The behaviour of some at the Building Research Establishment, which tests construction designs for safety, “amounted to complicity in manufacturers’ frauds”. One of its technicians, for example, knew that fire-retardant boards had been added to a test rig to improve fire performance ratings of the Celotex plastic foam insulation that was used on part of the building.
“Frauds practised on the market by Kingspan, Celotex and Arconic were compounded by the ‘complacent’ test houses which ignored warnings about shortcomings three years before the disaster,” she said.
Kingspan, Celotex and Arconic have all denied cheating the market. Arconic, which made the panels, has said it was the responsibility of others to ensure its products were used in line with building regulations and has said the certificate for its panels made clear it was the surface, rather than the whole panel, that had the highest rating for fire spread.

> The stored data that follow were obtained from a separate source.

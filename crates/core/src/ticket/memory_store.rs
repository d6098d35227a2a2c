//! In-memory ticket store implementation.

use std::collections::HashMap;
use std::sync::Mutex;

use chrono::Utc;
use tracing::debug;

use super::{Payload, StoreCounts, Ticket, TicketResult, TicketStatus, TicketStore};

/// Map plus insertion order, guarded as one unit so a submit racing with a
/// scan never observes a half-written record.
struct Inner {
    entries: HashMap<String, Ticket>,
    /// Ids in insertion order. Tickets are never physically removed, so this
    /// doubles as the scan order for `next_pending`.
    order: Vec<String>,
}

/// In-memory ticket store.
///
/// Lives for the lifetime of the process; tickets are never physically
/// removed, which is what lets `result` distinguish "never existed" from
/// "deleted".
pub struct MemoryTicketStore {
    inner: Mutex<Inner>,
}

impl Default for MemoryTicketStore {
    fn default() -> Self {
        Self::new()
    }
}

impl MemoryTicketStore {
    /// Create an empty store.
    pub fn new() -> Self {
        Self {
            inner: Mutex::new(Inner {
                entries: HashMap::new(),
                order: Vec::new(),
            }),
        }
    }
}

impl TicketStore for MemoryTicketStore {
    fn create(&self, payload: Payload) -> String {
        let id = uuid::Uuid::new_v4().to_string();
        let ticket = Ticket {
            id: id.clone(),
            created_at: Utc::now(),
            payload,
            status: TicketStatus::Pending,
            result: None,
        };

        let mut inner = self.inner.lock().unwrap();
        inner.order.push(id.clone());
        inner.entries.insert(id.clone(), ticket);
        debug!("Created ticket {}", id);
        id
    }

    fn payload(&self, id: &str) -> Option<Payload> {
        let inner = self.inner.lock().unwrap();
        inner.entries.get(id).map(|t| t.payload.clone())
    }

    fn result(&self, id: &str) -> (TicketStatus, Option<TicketResult>) {
        let inner = self.inner.lock().unwrap();
        match inner.entries.get(id) {
            Some(ticket) => (ticket.status, ticket.result.clone()),
            None => (TicketStatus::NotFound, None),
        }
    }

    fn status(&self, id: &str) -> TicketStatus {
        let inner = self.inner.lock().unwrap();
        inner
            .entries
            .get(id)
            .map(|t| t.status)
            .unwrap_or(TicketStatus::NotFound)
    }

    fn delete(&self, id: &str) -> bool {
        let mut inner = self.inner.lock().unwrap();
        match inner.entries.get_mut(id) {
            Some(ticket) if ticket.status == TicketStatus::Ready => {
                ticket.status = TicketStatus::Deleted;
                ticket.result = None;
                debug!("Deleted result for ticket {}", id);
                true
            }
            _ => false,
        }
    }

    fn next_pending(&self, n: usize) -> Vec<String> {
        let inner = self.inner.lock().unwrap();
        let mut ids = Vec::new();
        for id in &inner.order {
            if ids.len() == n {
                break;
            }
            if let Some(ticket) = inner.entries.get(id) {
                if ticket.status == TicketStatus::Pending {
                    ids.push(id.clone());
                }
            }
        }
        ids
    }

    fn store_result(&self, id: &str, result: TicketResult) -> bool {
        let mut inner = self.inner.lock().unwrap();
        match inner.entries.get_mut(id) {
            Some(ticket) => {
                ticket.result = Some(result);
                ticket.status = TicketStatus::Ready;
                debug!("Stored result for ticket {}", id);
                true
            }
            None => false,
        }
    }

    fn counts(&self) -> StoreCounts {
        let inner = self.inner.lock().unwrap();
        let mut counts = StoreCounts {
            total: inner.entries.len(),
            ..Default::default()
        };
        for ticket in inner.entries.values() {
            match ticket.status {
                TicketStatus::Pending => counts.pending += 1,
                TicketStatus::Ready => counts.ready += 1,
                TicketStatus::Deleted => counts.deleted += 1,
                TicketStatus::NotFound => {}
            }
        }
        counts
    }
}

#[cfg(test)]
mod tests {
    use super::*;
    use std::collections::HashSet;
    use std::sync::Arc;

    #[test]
    fn test_create_returns_unique_ids() {
        let store = MemoryTicketStore::new();
        let mut seen = HashSet::new();
        for i in 0..100 {
            let id = store.create(format!("payload-{}", i).into_bytes());
            assert!(seen.insert(id), "duplicate id returned by create");
        }
    }

    #[test]
    fn test_unknown_id_is_not_found() {
        let store = MemoryTicketStore::new();
        let (status, result) = store.result("no-such-id");
        assert_eq!(status, TicketStatus::NotFound);
        assert!(result.is_none());
        assert_eq!(store.status("no-such-id"), TicketStatus::NotFound);
        assert!(store.payload("no-such-id").is_none());
    }

    #[test]
    fn test_fresh_ticket_is_pending_without_result() {
        let store = MemoryTicketStore::new();
        let id = store.create(b"data".to_vec());
        let (status, result) = store.result(&id);
        assert_eq!(status, TicketStatus::Pending);
        assert!(result.is_none());
        assert_eq!(store.payload(&id), Some(b"data".to_vec()));
    }

    #[test]
    fn test_next_pending_respects_limit_and_insertion_order() {
        let store = MemoryTicketStore::new();
        let ids: Vec<String> = (0..5)
            .map(|i| store.create(vec![i as u8]))
            .collect();

        let batch = store.next_pending(3);
        assert_eq!(batch, ids[..3].to_vec());

        let all = store.next_pending(10);
        assert_eq!(all, ids);

        assert!(store.next_pending(0).is_empty());
    }

    #[test]
    fn test_next_pending_skips_ready_tickets() {
        let store = MemoryTicketStore::new();
        let first = store.create(b"a".to_vec());
        let second = store.create(b"b".to_vec());

        assert!(store.store_result(&first, TicketResult::ok(serde_json::json!("done"))));

        let batch = store.next_pending(10);
        assert_eq!(batch, vec![second]);
    }

    #[test]
    fn test_store_result_marks_ready() {
        let store = MemoryTicketStore::new();
        let id = store.create(b"data".to_vec());

        assert!(store.store_result(&id, TicketResult::ok(serde_json::json!({"n": 1}))));

        let (status, result) = store.result(&id);
        assert_eq!(status, TicketStatus::Ready);
        assert_eq!(result, Some(TicketResult::ok(serde_json::json!({"n": 1}))));
    }

    #[test]
    fn test_store_result_unknown_id_returns_false() {
        let store = MemoryTicketStore::new();
        assert!(!store.store_result("ghost", TicketResult::ok(serde_json::json!(null))));
    }

    #[test]
    fn test_result_is_idempotent_until_delete() {
        let store = MemoryTicketStore::new();
        let id = store.create(b"data".to_vec());
        store.store_result(&id, TicketResult::ok(serde_json::json!("r")));

        let first = store.result(&id);
        let second = store.result(&id);
        assert_eq!(first, second);

        assert!(store.delete(&id));
        let (status, result) = store.result(&id);
        assert_eq!(status, TicketStatus::Deleted);
        assert!(result.is_none());
    }

    #[test]
    fn test_delete_requires_ready_status() {
        let store = MemoryTicketStore::new();
        let id = store.create(b"data".to_vec());

        // Pending tickets cannot be deleted out from under the worker.
        assert!(!store.delete(&id));
        assert_eq!(store.status(&id), TicketStatus::Pending);

        store.store_result(&id, TicketResult::ok(serde_json::json!(1)));
        assert!(store.delete(&id));

        // Second delete is a no-op.
        assert!(!store.delete(&id));
        assert!(!store.delete("ghost"));
    }

    #[test]
    fn test_counts() {
        let store = MemoryTicketStore::new();
        let a = store.create(b"a".to_vec());
        let b = store.create(b"b".to_vec());
        let _c = store.create(b"c".to_vec());

        store.store_result(&a, TicketResult::ok(serde_json::json!(1)));
        store.store_result(&b, TicketResult::ok(serde_json::json!(2)));
        store.delete(&b);

        let counts = store.counts();
        assert_eq!(counts.total, 3);
        assert_eq!(counts.pending, 1);
        assert_eq!(counts.ready, 1);
        assert_eq!(counts.deleted, 1);
    }

    #[test]
    fn test_concurrent_creates_preserve_uniqueness() {
        let store = Arc::new(MemoryTicketStore::new());
        let mut handles = Vec::new();
        for _ in 0..8 {
            let store = Arc::clone(&store);
            handles.push(std::thread::spawn(move || {
                (0..50)
                    .map(|i| store.create(vec![i as u8]))
                    .collect::<Vec<_>>()
            }));
        }

        let mut seen = HashSet::new();
        for handle in handles {
            for id in handle.join().unwrap() {
                assert!(seen.insert(id));
            }
        }
        assert_eq!(store.counts().total, 400);
    }
}
//! Error type for batch processors.

use thiserror::Error;

/// Error returned by a batch processor or by registry lookup.
#[derive(Debug, Error)]
pub enum ProcessorError {
    /// Processing failed with an HTTP-typed error; the status code is
    /// preserved so the boundary layer can return the original error kind.
    #[error("{message}")]
    Http { status: u16, message: String },

    /// Generic processing failure.
    #[error("{0}")]
    Failed(String),

    /// No processor registered under the requested name.
    #[error("unknown processor backend: {0}")]
    UnknownProcessor(String),
}

impl ProcessorError {
    /// The HTTP status carried by this error, if any.
    pub fn status_code(&self) -> Option<u16> {
        match self {
            ProcessorError::Http { status, .. } => Some(*status),
            _ => None,
        }
    }
}

#[cfg(test)]
mod tests {
    use super::*;

    #[test]
    fn test_error_display() {
        let err = ProcessorError::Failed("model blew up".to_string());
        assert_eq!(err.to_string(), "model blew up");

        let err = ProcessorError::Http {
            status: 422,
            message: "unprocessable input".to_string(),
        };
        assert_eq!(err.to_string(), "unprocessable input");
        assert_eq!(err.status_code(), Some(422));

        let err = ProcessorError::UnknownProcessor("nope".to_string());
        assert_eq!(err.to_string(), "unknown processor backend: nope");
        assert_eq!(err.status_code(), None);
    }
}
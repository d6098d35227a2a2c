//! Worker diagnostics handler.

use axum::{extract::State, Json};
use batchline_core::WorkerStatus;
use std::sync::Arc;

use crate::state::AppState;

/// Get the current worker status
pub async fn get_status(State(state): State<Arc<AppState>>) -> Json<WorkerStatus> {
    Json(state.dispatcher().worker_status())
}
//! Submission/retrieval façade.

mod dispatcher;

pub use dispatcher::RequestDispatcher;
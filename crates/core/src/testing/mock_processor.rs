//! Mock batch processor for testing.

use std::sync::Arc;
use std::time::Duration;

use async_trait::async_trait;
use tokio::sync::RwLock;

use crate::processor::{BatchProcessor, ProcessorError};
use crate::ticket::Payload;

/// Handler deciding the outcome of one `process` call.
pub type BatchHandler =
    dyn Fn(&[Payload]) -> Result<Vec<serde_json::Value>, ProcessorError> + Send + Sync;

/// A recorded batch invocation for test assertions.
#[derive(Debug, Clone)]
pub struct RecordedBatch {
    /// The padded payload list the processor received.
    pub payloads: Vec<Payload>,
    /// Whether this invocation succeeded.
    pub success: bool,
}

/// Mock implementation of the [`BatchProcessor`] trait.
///
/// Provides controllable behavior for testing:
/// - Record every batch for assertions (including padding shape)
/// - Fail the next N invocations
/// - Delegate outcomes to a custom handler
/// - Simulate processing time
///
/// The default behavior echoes each payload back as a UTF-8 string.
pub struct MockBatchProcessor {
    /// Recorded invocations.
    batches: Arc<RwLock<Vec<RecordedBatch>>>,
    /// Number of upcoming invocations that will fail.
    fail_next: Arc<RwLock<usize>>,
    /// Custom handler, takes precedence over the default echo behavior.
    handler: Arc<RwLock<Option<Box<BatchHandler>>>>,
    /// Simulated processing time per batch.
    delay: Arc<RwLock<Duration>>,
}

impl Default for MockBatchProcessor {
    fn default() -> Self {
        Self::new()
    }
}

impl MockBatchProcessor {
    /// Create a new mock processor.
    pub fn new() -> Self {
        Self {
            batches: Arc::new(RwLock::new(Vec::new())),
            fail_next: Arc::new(RwLock::new(0)),
            handler: Arc::new(RwLock::new(None)),
            delay: Arc::new(RwLock::new(Duration::ZERO)),
        }
    }

    /// Get all recorded batches.
    pub async fn recorded_batches(&self) -> Vec<RecordedBatch> {
        self.batches.read().await.clone()
    }

    /// Get the number of invocations so far.
    pub async fn batch_count(&self) -> usize {
        self.batches.read().await.len()
    }

    /// Fail the next `n` invocations with a generic processing error.
    pub async fn fail_next(&self, n: usize) {
        *self.fail_next.write().await = n;
    }

    /// Set a handler that decides the outcome of every invocation.
    pub async fn set_handler<F>(&self, handler: F)
    where
        F: Fn(&[Payload]) -> Result<Vec<serde_json::Value>, ProcessorError>
            + Send
            + Sync
            + 'static,
    {
        *self.handler.write().await = Some(Box::new(handler));
    }

    /// Set the simulated processing time per batch.
    pub async fn set_delay(&self, delay: Duration) {
        *self.delay.write().await = delay;
    }
}

#[async_trait]
impl BatchProcessor for MockBatchProcessor {
    fn name(&self) -> &str {
        "mock"
    }

    async fn process(
        &self,
        batch: Vec<Payload>,
    ) -> Result<Vec<serde_json::Value>, ProcessorError> {
        let delay = *self.delay.read().await;
        if !delay.is_zero() {
            tokio::time::sleep(delay).await;
        }

        {
            let mut fail_next = self.fail_next.write().await;
            if *fail_next > 0 {
                *fail_next -= 1;
                self.batches.write().await.push(RecordedBatch {
                    payloads: batch,
                    success: false,
                });
                return Err(ProcessorError::Failed(
                    "injected batch failure".to_string(),
                ));
            }
        }

        let result = match self.handler.read().await.as_ref() {
            Some(handler) => handler(&batch),
            None => Ok(batch
                .iter()
                .map(|p| serde_json::Value::String(String::from_utf8_lossy(p).into_owned()))
                .collect()),
        };

        self.batches.write().await.push(RecordedBatch {
            payloads: batch,
            success: result.is_ok(),
        });

        result
    }
}
//! Types for the batch worker.

use serde::{Deserialize, Serialize};

/// Current status of the batch worker.
#[derive(Debug, Clone, Default, Serialize, Deserialize)]
pub struct WorkerStatus {
    /// Whether a worker loop is currently running.
    pub running: bool,
    /// Tickets waiting to be processed.
    pub pending: usize,
    /// Tickets with a stored result.
    pub ready: usize,
}

#[cfg(test)]
mod tests {
    use super::*;

    #[test]
    fn test_worker_status_default() {
        let status = WorkerStatus::default();
        assert!(!status.running);
        assert_eq!(status.pending, 0);
        assert_eq!(status.ready, 0);
    }

    #[test]
    fn test_worker_status_serialization() {
        let status = WorkerStatus {
            running: true,
            pending: 3,
            ready: 7,
        };
        let json = serde_json::to_string(&status).unwrap();
        let parsed: WorkerStatus = serde_json::from_str(&json).unwrap();
        assert!(parsed.running);
        assert_eq!(parsed.pending, 3);
        assert_eq!(parsed.ready, 7);
    }
}
pub mod config;
pub mod dispatch;
pub mod metrics;
pub mod processor;
pub mod testing;
pub mod ticket;
pub mod worker;

pub use config::{
    load_config, load_config_from_str, validate_config, Config, ConfigError, ServerConfig,
};
pub use dispatch::RequestDispatcher;
pub use processor::{
    BatchProcessor, EchoProcessor, ProcessorConfig, ProcessorError, ProcessorRegistry,
};
pub use ticket::{
    MemoryTicketStore, Payload, StoreCounts, Ticket, TicketResult, TicketStatus, TicketStore,
};
pub use worker::{BatchWorker, WorkerConfig, WorkerStatus};
//! CLI commands.

pub mod list;
pub mod run;

use crate::ConfigArgs;
use anyhow::Result;
use cutest_core::HarnessConfig;

/// Load the configuration file and apply the shared overrides.
pub fn load_config(args: &ConfigArgs) -> Result<HarnessConfig> {
    let mut config = HarnessConfig::load(&args.config)?;
    if let Some(suite) = &args.suite {
        config.suite_dir = suite.clone();
    }
    Ok(config)
}
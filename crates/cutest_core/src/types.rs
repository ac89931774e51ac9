//! Core data types shared across the harness.

use std::collections::BTreeMap;
use std::fmt;
use std::path::{Path, PathBuf};

/// One discovered test case.
#[derive(Debug, Clone, PartialEq, Eq, PartialOrd, Ord, Hash)]
pub struct TestFile {
    path: PathBuf,
}

impl TestFile {
    /// Wrap a path produced by discovery.
    pub fn new(path: impl Into<PathBuf>) -> Self {
        Self { path: path.into() }
    }

    /// Path handed to the executable under test.
    pub fn path(&self) -> &Path {
        &self.path
    }
}

impl fmt::Display for TestFile {
    fn fmt(&self, f: &mut fmt::Formatter<'_>) -> fmt::Result {
        write!(f, "{}", self.path.display())
    }
}

/// Classification of a single test run.
#[derive(Debug, Clone, Copy, PartialEq, Eq, PartialOrd, Ord, Hash)]
pub enum Outcome {
    /// Executable exited with status 0.
    Success,
    /// Executable exited with status 1.
    Failed,
    /// Any other exit, including termination by the watchdog.
    Timeout,
    /// File carried the opt-out marker; the executable was never started.
    Ignored,
}

impl Outcome {
    /// All categories, in report order.
    pub const ALL: [Outcome; 4] = [
        Outcome::Success,
        Outcome::Failed,
        Outcome::Timeout,
        Outcome::Ignored,
    ];

    /// Upper-case tag used in per-test status lines.
    pub fn label(self) -> &'static str {
        match self {
            Outcome::Success => "SUCCESS",
            Outcome::Failed => "FAILED",
            Outcome::Timeout => "TIMEOUT",
            Outcome::Ignored => "IGNORED",
        }
    }

    /// Phrase used in the final tally (`3 x timed-out`).
    pub fn tally_label(self) -> &'static str {
        match self {
            Outcome::Success => "successful",
            Outcome::Failed => "failed",
            Outcome::Timeout => "timed-out",
            Outcome::Ignored => "ignored",
        }
    }
}

impl fmt::Display for Outcome {
    fn fmt(&self, f: &mut fmt::Formatter<'_>) -> fmt::Result {
        f.write_str(self.label())
    }
}

/// Tally of outcomes over one run.
///
/// Every [`Outcome`] is present from construction, so `count` never misses.
/// Files that could not be read are kept apart in `errored`.
#[derive(Debug, Clone, PartialEq, Eq)]
pub struct RunStats {
    counts: BTreeMap<Outcome, usize>,
    errored: usize,
}

impl Default for RunStats {
    fn default() -> Self {
        Self {
            counts: Outcome::ALL.iter().map(|&o| (o, 0)).collect(),
            errored: 0,
        }
    }
}

impl RunStats {
    /// Create an empty tally.
    pub fn new() -> Self {
        Self::default()
    }

    /// Count one classified test.
    pub fn record(&mut self, outcome: Outcome) {
        *self.counts.entry(outcome).or_insert(0) += 1;
    }

    /// Count one test that could not be read.
    pub fn record_error(&mut self) {
        self.errored += 1;
    }

    /// Number of tests classified as `outcome`.
    pub fn count(&self, outcome: Outcome) -> usize {
        self.counts.get(&outcome).copied().unwrap_or(0)
    }

    /// Number of tests that could not be read.
    pub fn errored(&self) -> usize {
        self.errored
    }

    /// Number of tests processed, equal to the number discovered.
    pub fn total(&self) -> usize {
        self.counts.values().sum::<usize>() + self.errored
    }

    /// Returns a one-line summary message.
    pub fn summary(&self) -> String {
        let mut parts: Vec<String> = Outcome::ALL
            .iter()
            .map(|&o| format!("{} {}", self.count(o), o.tally_label()))
            .collect();
        if self.errored > 0 {
            parts.push(format!("{} errored", self.errored));
        }
        format!("{} tests run: {}", self.total(), parts.join(", "))
    }
}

Kingspan has said it never claimed its insulation would comply with building regulations if combined with ACM cladding. Celotex has said its material could have been used safely with non-combustible cladding panels, while BRE has said Grenfell’s cladding differed from systems it tested for Kingspan and Celotex and it should have been separately fire-tested.
Barwise also said that the building control officer at the Royal Borough of Kensington and Chelsea who signed off the Grenfell works had “a woefully flimsy grasp of building regulations”. She said most construction professionals involved showed “lack of competence … seeming ignorance of their obligations and refusal to take professional responsibility for their actions”.
The counsel for RBKC, James Maxwell-Scott QC, said: “The council apologises unreservedly for its failings.”
RBKC admitted building control did not ask for the details of the cladding system, did not identify whether the materials were of limited combustibility or met building regulations guidance. The inquiry continues.